Yönetim Kurulu yönetim hakkını kullanırken, kanun, esas sözleşme ve Genel Kurulun yetkili olduğu konular dışında şirketin faaliyetini gerçekleştirmek için her çeşit iş ve işlemlerde karar verebilir.  Kanunda yetki alanı belirlenirken her ne kadar işletme konusuna giren işler ifadesi yer alsa da temsile yetkililerin yapacağı bütün iş ve işlemler şirketin rücu hakkı saklı kalmak üzere şirketi bağlayacaktır. Bu durumun istisnası ise üçüncü kişilerin işletme konusu dışında bir işlem olduğunu bildiğinin ispatıdır. Yönetim Kurulu görevini icra ederken sorumluluk ve tedbirli yöneticinin özeni bilinciyle hareket etmek zorundadır. Kanun maddesinde Genel Kurulun yetki alanına bırakılmış işler ifadesi kullanılsa da Yönetim Kurulunun devredilemez yetkileri TTK.’nun 375. maddesinde açıkça ifade edilmiştir. Zaten olağan konuların yada günlük işlemlerin dahi bir üst organa terk edilmesi görevler ayrılığına ve şirketin işlevine çok uygun olmayacaktır.

 

Devredilemez Görev ve Yetkiler

a) Şirketin üst düzeyde yönetimi ve bunlarla ilgili talimatların verilmesi.
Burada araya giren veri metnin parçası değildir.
//! `AES-256`, backed by `aes-gcm` (cipher) and `pbkdf2`/`sha2` (key
//! derivation) — the same crates the teacher project already depended on
//! for its own (whole-buffer) encryption path, restructured here to
//! implement the `Coder` trait so the archive assembler can drive it as one
//! link of a folder's coder chain (§4.6 "Encryption coupling").

use std::io::{self, Read, Write};

use aes_gcm::aead::Aead;
use aes_gcm::{Aes256Gcm, Key, KeyInit, Nonce};

use super::{method_id, Coder};
use crate::crypto;
use crate::error::ArchiverError;

/// PBKDF2 rounds = `2^NUM_CYCLES_POWER`. 19 gives ~500k rounds, in the same
/// order of magnitude as the teacher's fixed 100k-round PBKDF2 call.
const NUM_CYCLES_POWER: u8 = 19;

/// A single-use AES-256-GCM coder. Salt and nonce are generated at
/// construction time (not at `code()` time) so that `serialize_properties`
/// can be queried either before or after `code()` runs and always reports
/// the material that was actually used.
pub struct AesCoder {
    password_utf16le: Vec<u8>,
    salt: [u8; crypto::SALT_SIZE],
    nonce: [u8; crypto::NONCE_SIZE],
}

impl AesCoder {
    pub fn new() -> Self {
        Self {
            password_utf16le: Vec::new(),
            salt: crypto::random_salt(),
            nonce: crypto::random_nonce(),
        }
    }
}

impl Default for AesCoder {
    fn default() -> Self {
        Self::new()
    }
}

impl Coder for AesCoder {
    fn method_id(&self) -> u64 {
        method_id::AES_256_SHA_256
    }

    fn set_password(&mut self, utf16le_password: &[u8]) {
        self.password_utf16le = utf16le_password.to_vec();
    }

    fn code(
        &mut self,
        input: &mut dyn Read,
        output: &mut dyn Write,
        _declared_input_size: Option<u64>,
        _declared_output_size: Option<u64>,
    ) -> Result<(), ArchiverError> {
        if self.password_utf16le.is_empty() {
            return Err(ArchiverError::CoderError(
                "AES coder used without a password".into(),
            ));
        }
        let mut plaintext = Vec::new();
        input.read_to_end(&mut plaintext)?;

        let key_bytes = crypto::derive_key(&self.password_utf16le, &self.salt, NUM_CYCLES_POWER);
        let key = Key::<Aes256Gcm>::from_slice(&key_bytes);
        let cipher = Aes256Gcm::new(key);
        let nonce = Nonce::from_slice(&self.nonce);

        let ciphertext = cipher
            .encrypt(nonce, plaintext.as_ref())
            .map_err(|e| ArchiverError::CoderError(format!("AES encryption failed: {e}")))?;
        output.write_all(&ciphertext)?;
        Ok(())
    }

    /// `[num_cycles_power][salt_len][salt][nonce_len][nonce]` — a format
    /// private to this crate (this crate does not implement reading, so
    /// there is no external decoder contract to match byte-for-byte; what
    /// matters per §4.6 is that the exact bytes used for this job/header are
    /// the ones recorded).
    fn serialize_properties(&self, writer: &mut dyn Write) -> io::Result<()> {
        writer.write_all(&[NUM_CYCLES_POWER])?;
        writer.write_all(&[self.salt.len() as u8])?;
        writer.write_all(&self.salt)?;
        writer.write_all(&[self.nonce.len() as u8])?;
        writer.write_all(&self.nonce)?;
        Ok(())
    }
}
b) Şirket yönetim teşkilatının belirlenmesi.

c) Muhasebe, finans denetimi ve şirketin yönetiminin gerektirdiği ölçüde, finansal planlama için gerekli düzenin kurulması.

d) Müdürlerin ve aynı işleve sahip kişiler ile imza yetkisini haiz bulunanların atanmaları ve görevden alınmaları.

e) Yönetimle görevli kişilerin, özellikle kanunlara, esas sözleşmeye, iç yönergelere ve yönetim kurulunun yazılı talimatlarına uygun hareket edip etmediklerinin üst gözetimi.

f) Pay, yönetim kurulu karar ve genel kurul toplantı ve müzakere defterlerinin tutulması, yıllık faaliyet raporunun ve kurumsal yönetim açıklamasının düzenlenmesi ve genel kurula sunulması, genel kurul toplantılarının hazırlanması ve genel

kurul kararlarının yürütülmesi.

g) Borca batıklık durumunun varlığında mahkemeye bildirimde bulunulması.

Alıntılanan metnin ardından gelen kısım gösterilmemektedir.